O Executivo local encontra dificuldade para manter as atividades funcionando com iniciativas que caducaram no tempo. A Secretaria de Saúde não sabe precisar quantos espaços passam por reformas de manutenção predial, apesar de reconhecer que todos necessitam de restauração e não comportam grandes investimentos tecnológicos. A ausência de edifícios próprios impõe ao governo alugar 30,3% dos pontos onde funcionam centros de saúde. No total, 20 unidades são locadas.

“Burocracia”

Apenas na restauração dos centros de saúde Nº 5 do Lago Sul, Nº 8 do Gama e Nº 11 de Ceilândia, o governo gastou R$ 2.065.612 (35%), e as construções estão previstas para ficarem prontas entre setembro e outubro, após dois anos de atraso. No total, o governo desembolsará R$ 5.814.000. No caso do Gama, distante 35km do Plano Piloto, a empreitada tem somente 18,7% do projeto concluído. Em Ceilândia, o volume atinge 28%. “As obras estão paradas por falta de pagamento. Nós somos a terceira empresa a tocar esses empreendimentos”, disse o responsável pelos canteiros, que não quis ser identificado.

A justificativa do subsecretário de Logística e Infraestrutura (Sulis) da Secretaria de Saúde, Marcello Nóbrega, é ancorada no arrocho financeiro de 2014. Ele critica a “burocracia” para se aprovar os projetos, que pode chegar até três anos. “As obras param o fluxo quando não recebem dinheiro. A crise se reflete até hoje. Trabalhamos com um regime de parceira com outras secretarias e dependemos de muitas aprovações. Existe uma influência negativa de um procedimento que não é célere”, reclama.

Peregrinação

Da janela da sala, a professora aposentada Maria de Lourdes Leite, 70 anos, acompanha o enredo do Centro de Saúde Nº 8 do Gama. Ela passou de paciente assistida a espectadora de uma reforma sem fim. Na última remarcação de data, a entrega da unidade estava prevista para 26 de maio. “O atendimento era muito bom, apesar de ser uma estrutura antiga. Os profissionais eram ótimos. Eu pegava remédios para hipertensão e colesterol alto”, relembra a idosa. A distância entre o prédio onde Maria mora e a entrada do local desativado tem menos de 100m. “Hoje, eu levo quase 40 minutos para chegar ao Centro de Saúde Nº 5 do Gama”, reclama.

Quem passa desatento pela QI 23 do Lago Sul não percebe o Centro de Saúde Nº 5. Não há nenhum tipo de identificação na unidade médica. Na entrada, as folhas secas tomam conta do espaço. Latas de tinta, restos de material de construção e até uma cadeira de consultório estão abandonados no pátio. Gente, além do vigilante da obra, é raro de se ver. “Está com três anos que esse espaço está fechado. Muita gente vinha do Paranoá e de São Sebastião, frequentavam bastante”, afirmou uma mulher que caminhava pelo local.
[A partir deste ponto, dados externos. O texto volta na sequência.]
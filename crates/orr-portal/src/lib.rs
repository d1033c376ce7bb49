//! Startup surface for the ORR portal.
//!
//! Re-exports the configuration crate and provides the `orr-portal-config`
//! command used to check and render a deployment's configuration before the
//! portal is served.

pub mod cli;

/// Re-export for convenience.
pub use orr_portal_config as config;

#[inline]
/// Initialize logging using env_logger if the "logging" feature is enabled.
///
/// This is a no-op if the feature is not enabled. Binaries are still expected
/// to call this early in startup to ensure log output is wired up.
pub fn init_logging() {
    #[cfg(feature = "logging")]
    {
        let _ = env_logger::builder()
            .format_timestamp_millis()
            .parse_default_env()
            .try_init();
    }
}
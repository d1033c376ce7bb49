//! Raw and typed configuration values.

use serde::Serialize;
use std::fmt;

/// A value as written in an override source, before schema typing.
#[derive(Debug, Clone, PartialEq, Eq)]
pub enum RawValue {
    Text(String),
    Bool(bool),
    /// Explicitly cleared (`null` / `undefined`); does not fall through to defaults.
    Absent,
}

impl RawValue {
    pub(crate) fn type_name(&self) -> &'static str {
        match self {
            RawValue::Text(_) => "string",
            RawValue::Bool(_) => "boolean",
            RawValue::Absent => "absent",
        }
    }
}

impl From<&str> for RawValue {
    fn from(value: &str) -> Self {
        RawValue::Text(value.to_string())
    }
}

impl From<bool> for RawValue {
    fn from(value: bool) -> Self {
        RawValue::Bool(value)
    }
}

/// A schema-typed resolved value.
#[derive(Debug, Clone, PartialEq, Eq, Serialize)]
#[serde(untagged)]
pub enum ConfigValue {
    Text(String),
    Url(String),
    Bool(bool),
}

impl ConfigValue {
    /// String contents for text and URL values.
    pub fn as_str(&self) -> Option<&str> {
        match self {
            ConfigValue::Text(value) | ConfigValue::Url(value) => Some(value),
            ConfigValue::Bool(_) => None,
        }
    }

    pub fn as_bool(&self) -> Option<bool> {
        match self {
            ConfigValue::Bool(value) => Some(*value),
            _ => None,
        }
    }

    /// JSON form served to the portal front end.
    pub fn to_json(&self) -> serde_json::Value {
        match self {
            ConfigValue::Text(value) | ConfigValue::Url(value) => {
                serde_json::Value::String(value.clone())
            }
            ConfigValue::Bool(value) => serde_json::Value::Bool(*value),
        }
    }

    pub(crate) fn to_raw(&self) -> RawValue {
        match self {
            ConfigValue::Text(value) | ConfigValue::Url(value) => RawValue::Text(value.clone()),
            ConfigValue::Bool(value) => RawValue::Bool(*value),
        }
    }
}

impl fmt::Display for ConfigValue {
    fn fmt(&self, f: &mut fmt::Formatter<'_>) -> fmt::Result {
        match self {
            ConfigValue::Text(value) | ConfigValue::Url(value) => write!(f, "{value:?}"),
            ConfigValue::Bool(value) => write!(f, "{value}"),
        }
    }
}
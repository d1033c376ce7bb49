//! Tests for override loading and resolution.

use super::*;
use crate::schema::{
    BRANDING_TITLE, DEFAULT_LOGO, DEFAULT_TITLE, ORRONT_REST, PORTAL_MAIN_PAGE,
};
use crate::{ConfigValue, ViolationKind};
use orr_portal_test_utils::{MINIMAL_DEPLOYMENT, SAMPLE_DEPLOYMENT, deployment_dir, write_source};
use pretty_assertions::assert_eq;

fn portal() -> SchemaRegistry {
    SchemaRegistry::portal()
}

fn inline(contents: &str) -> OverrideSource {
    OverrideSource::inline("inline", contents)
}

/// Only the required keys set; optional keys fall through to defaults.
#[test]
fn minimal_override_resolves_with_defaults() {
    let resolution = resolve(&portal(), &[inline(MINIMAL_DEPLOYMENT)]).expect("resolve");
    let config = resolution.config;
    assert_eq!(config.portal().main_page(), "//example.net/ont/");
    assert_eq!(config.orront().rest(), "/ont");
    assert_eq!(config.branding().title(), DEFAULT_TITLE);
    assert_eq!(config.branding().logo(), Some(DEFAULT_LOGO));
    assert_eq!(config.branding().tou(), None);
    assert_eq!(config.orront().sparql_endpoint(), None);
    assert!(resolution.warnings.is_empty());
}

/// The sample deployment file resolves with its commented keys left out.
#[test]
fn sample_deployment_resolves() {
    let config = ResolvedConfig::load_from_str(SAMPLE_DEPLOYMENT)
        .expect("resolve")
        .config;
    assert_eq!(config.branding().title(), "My ORR");
    assert_eq!(
        config.orront().sparql_endpoint(),
        Some("http://example.net/sparql")
    );
    assert_eq!(config.firebase().url(), Some("https://example.firebaseio.com"));
    assert_eq!(config.branding().contact_us(), None);
    assert_eq!(config.recaptcha().site_key(), None);
}

/// A missing required key is named in the error.
#[test]
fn missing_required_key_names_it() {
    let err = resolve(
        &portal(),
        &[inline("portal.mainPage = \"//example.net/ont/\"")],
    )
    .unwrap_err();
    assert_eq!(err.violations().len(), 1);
    assert_eq!(err.violations()[0].key, ORRONT_REST);
    assert_eq!(err.violations()[0].kind, ViolationKind::Missing);
    assert!(err.to_string().contains("orront.rest: missing required value"));
}

/// The REST base must not end with a slash.
#[test]
fn trailing_slash_on_rest_is_rejected() {
    let err = resolve(
        &portal(),
        &[inline(
            "portal.mainPage = \"//example.net/ont/\"\norront.rest = \"/ont/\"",
        )],
    )
    .unwrap_err();
    let violations = err.violations();
    assert_eq!(violations.len(), 1);
    assert_eq!(
        violations[0].kind,
        ViolationKind::TrailingSlash {
            value: "/ont/".to_string()
        }
    );
    assert_eq!(violations[0].origin.as_deref(), Some("inline:2"));
}

/// The reCAPTCHA site key is passed through as given.
#[test]
fn recaptcha_site_key_needs_no_server_side_check() {
    let contents = format!("{MINIMAL_DEPLOYMENT}\nrecaptcha.siteKey = \"abc\"");
    let config = resolve(&portal(), &[inline(&contents)])
        .expect("resolve")
        .config;
    assert_eq!(config.recaptcha().site_key(), Some("abc"));
}

/// Unknown keys produce a warning and stay out of the config.
#[test]
fn unknown_keys_warn_and_are_not_exposed() {
    let contents = format!("{MINIMAL_DEPLOYMENT}\ntypo.setting = \"x\"");
    let resolution = resolve(&portal(), &[inline(&contents)]).expect("resolve");
    assert_eq!(
        resolution.warnings,
        vec![UnknownOverrideKey {
            key: "typo.setting".to_string(),
            origin: "inline:5".to_string(),
        }]
    );
    assert!(!resolution.config.is_declared("typo.setting"));
    assert!(resolution.config.keys().all(|key| key.as_str() != "typo.setting"));
}

/// Every violation is reported in one error.
#[test]
fn all_violations_are_reported_together() {
    let err = resolve(
        &portal(),
        &[inline("portal.mainPage = \"/relative\"\nbranding.title = true")],
    )
    .unwrap_err();
    let keys: Vec<&str> = err.violations().iter().map(|v| v.key.as_str()).collect();
    assert_eq!(keys, vec![BRANDING_TITLE, ORRONT_REST, PORTAL_MAIN_PAGE]);
}

/// A later source overrides an earlier one.
#[test]
fn later_source_wins() {
    let a = inline(&format!("{MINIMAL_DEPLOYMENT}\nbranding.title = \"A\""));
    let b = OverrideSource::inline("b", "branding.title = \"B\"");
    let config = resolve(&portal(), &[a, b]).expect("resolve").config;
    assert_eq!(config.branding().title(), "B");
}

/// Resolving twice, or with a repeated source, gives the same config.
#[test]
fn resolution_is_deterministic_and_idempotent() {
    let a = inline(SAMPLE_DEPLOYMENT);
    let once = resolve(&portal(), std::slice::from_ref(&a)).expect("once");
    let again = resolve(&portal(), std::slice::from_ref(&a)).expect("again");
    let doubled = resolve(&portal(), &[a.clone(), a]).expect("doubled");
    assert_eq!(once.config, again.config);
    assert_eq!(once.config, doubled.config);
}

/// null clears the logo but is rejected for the title.
#[test]
fn explicit_null_clears_nilable_default_but_not_title() {
    let cleared = format!("{MINIMAL_DEPLOYMENT}\nbranding.logo = null");
    let config = resolve(&portal(), &[inline(&cleared)])
        .expect("resolve")
        .config;
    assert_eq!(config.branding().logo(), None);
    assert_eq!(config.get("branding.logo"), None);

    let title = format!("{MINIMAL_DEPLOYMENT}\nbranding.title = null");
    let err = resolve(&portal(), &[inline(&title)]).unwrap_err();
    assert_eq!(err.violations()[0].kind, ViolationKind::NotNilable);
}

/// An empty title is rejected rather than defaulted.
#[test]
fn explicit_empty_does_not_fall_through() {
    let contents = format!("{MINIMAL_DEPLOYMENT}\nbranding.title = \"\"");
    let err = resolve(&portal(), &[inline(&contents)]).unwrap_err();
    assert_eq!(err.violations()[0].kind, ViolationKind::Empty);
}

/// The contact link may be a mailto URI.
#[test]
fn contact_accepts_mailto() {
    let contents = format!("{MINIMAL_DEPLOYMENT}\nbranding.contactUs = \"mailto:addr@example.net\"");
    let config = resolve(&portal(), &[inline(&contents)])
        .expect("resolve")
        .config;
    assert_eq!(
        config.get("branding.contactUs"),
        Some(&ConfigValue::Url("mailto:addr@example.net".to_string()))
    );
}

/// One unparsable source aborts the whole load.
#[test]
fn parse_failure_aborts_whole_load() {
    let bad = OverrideSource::inline("bad", "branding.title: \"x\"");
    let err = resolve(&portal(), &[inline(MINIMAL_DEPLOYMENT), bad]).unwrap_err();
    assert!(matches!(
        err,
        ConfigError::SourceParse { ref source_label, .. } if source_label == "bad"
    ));
}

/// An explicitly named file must exist.
#[test]
fn missing_explicit_file_is_an_error() {
    let temp = deployment_dir();
    let err = resolve(&portal(), &[OverrideSource::file(temp.path().join("nope.js"))])
        .unwrap_err();
    assert!(matches!(err, ConfigError::MissingSource(_)));
}

/// Runtime layers override cwd and system layers.
#[test]
fn layered_runtime_overrides_cwd_and_system() {
    let temp = deployment_dir();
    let root = temp.path();
    let system = write_source(&root.join("etc/local.config.js"), MINIMAL_DEPLOYMENT);
    let cwd = root.join("site");
    write_source(
        &cwd.join(DEFAULT_CONFIG_FILE),
        "branding.title = \"cwd\"\nbranding.tou = \"https://example.net/tou\"",
    );
    write_source(&cwd.join("override.json5"), "{ branding: { title: \"runtime\" } }");

    let mut options = ResolveOptions::new(&cwd).with_runtime_path("override.json5");
    options.system_config_path = Some(system);

    let resolution = ResolvedConfig::load_layered_with_options(&portal(), options).expect("layered");
    let sources: Vec<ConfigLayerSource> = resolution.layers.iter().map(|l| l.source).collect();
    assert_eq!(
        sources,
        vec![
            ConfigLayerSource::System,
            ConfigLayerSource::Cwd,
            ConfigLayerSource::Runtime
        ]
    );
    assert_eq!(resolution.config.branding().title(), "runtime");
    assert_eq!(
        resolution.config.branding().tou(),
        Some("https://example.net/tou")
    );
}

/// Missing optional layers are skipped and a repeated file loads once.
#[test]
fn layered_skips_missing_optional_layers_and_duplicates() {
    let temp = deployment_dir();
    let cwd = temp.path().to_path_buf();
    let local = write_source(&cwd.join(DEFAULT_CONFIG_FILE), MINIMAL_DEPLOYMENT);

    let mut options = ResolveOptions::new(&cwd).with_runtime_path(&local);
    options.system_config_path = Some(cwd.join("missing.config.js"));

    let resolution = ResolvedConfig::load_layered_with_options(&portal(), options).expect("layered");
    assert_eq!(resolution.layers.len(), 1);
    assert_eq!(resolution.layers[0].source, ConfigLayerSource::Runtime);
}

/// A repeated runtime path applies at its last position.
#[test]
fn repeated_runtime_path_wins_at_its_last_position() {
    let temp = deployment_dir();
    let cwd = temp.path().to_path_buf();
    let a = write_source(
        &cwd.join("a.config.js"),
        &format!("{MINIMAL_DEPLOYMENT}\nbranding.title = \"A\""),
    );
    let b = write_source(&cwd.join("b.config.js"), "branding.title = \"B\"");

    let options = ResolveOptions::explicit_only(&cwd)
        .with_runtime_path(&a)
        .with_runtime_path(&b)
        .with_runtime_path(&a);
    let layered = ResolvedConfig::load_layered_with_options(&portal(), options).expect("layered");
    let paths: Vec<&Path> = layered.layers.iter().map(|l| l.path.as_path()).collect();
    assert_eq!(paths, vec![b.as_path(), a.as_path()]);
    assert_eq!(layered.config.branding().title(), "A");

    let flat = resolve(
        &portal(),
        &[
            OverrideSource::file(&a),
            OverrideSource::file(&b),
            OverrideSource::file(&a),
        ],
    )
    .expect("flat");
    assert_eq!(flat.config, layered.config);
}

/// The cwd file named again as a runtime source outranks earlier sources.
#[test]
fn cwd_file_passed_again_after_another_source_wins() {
    let temp = deployment_dir();
    let cwd = temp.path().to_path_buf();
    let local = write_source(
        &cwd.join(DEFAULT_CONFIG_FILE),
        &format!("{MINIMAL_DEPLOYMENT}\nbranding.title = \"local\""),
    );
    let other = write_source(&cwd.join("other.config.js"), "branding.title = \"other\"");

    let mut options = ResolveOptions::new(&cwd)
        .with_runtime_path(&other)
        .with_runtime_path(&local);
    options.system_config_path = None;
    let resolution = ResolvedConfig::load_layered_with_options(&portal(), options).expect("layered");
    let sources: Vec<ConfigLayerSource> = resolution.layers.iter().map(|l| l.source).collect();
    assert_eq!(
        sources,
        vec![ConfigLayerSource::Runtime, ConfigLayerSource::Runtime]
    );
    assert_eq!(resolution.config.branding().title(), "local");
}

/// Missing runtime paths fail the load.
#[test]
fn layered_requires_explicit_runtime_paths() {
    let temp = deployment_dir();
    let options = ResolveOptions::explicit_only(temp.path()).with_runtime_path("absent.config.js");
    let err = ResolvedConfig::load_layered_with_options(&portal(), options).unwrap_err();
    assert!(matches!(err, ConfigError::MissingSource(path) if path.ends_with("absent.config.js")));
}

/// Violation origins name the layer and line.
#[test]
fn layer_labels_carry_into_violation_origins() {
    let temp = deployment_dir();
    let path = write_source(
        &temp.path().join("bad.config.js"),
        "portal.mainPage = \"ftp://example.net/\"\norront.rest = \"/ont\"",
    );
    let options = ResolveOptions::explicit_only(temp.path()).with_runtime_path(&path);
    let err = ResolvedConfig::load_layered_with_options(&portal(), options).unwrap_err();
    let origin = err.violations()[0].origin.clone().expect("origin");
    assert!(origin.starts_with("runtime("));
    assert!(origin.ends_with("bad.config.js):1"));
}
Vitor Gomes Pinto, especialista em saúde pública e integrante do Observatório da Saúde, critica os “problemas costumeiros” das estruturas. “Tirando as unidades de pronto atendimento (Upas), sobram muito poucas obras novas. O diagnóstico é de uma estrutura amplamente ruim, que sofre com o desgaste do tempo e falhas costumeiras”, avalia.

O clínico-geral Tiago Souza Neiva explica que os centros de saúde fazem parte da atenção primária, que é um sistema fragmentado, segundo o especialista. “A solução é que cada ente esteja ocupado com a sua vocação preferencial e a sua competência original. Essa lógica está invertida há muito tempo; por isso, desgasta os serviços e equipamentos. Precisamos de um modelo que a atenção primária seja verdadeiramente qualificada”, detalha o médico que atende no Centro de Saúde Nº7 da Granja do Torto há 5 anos.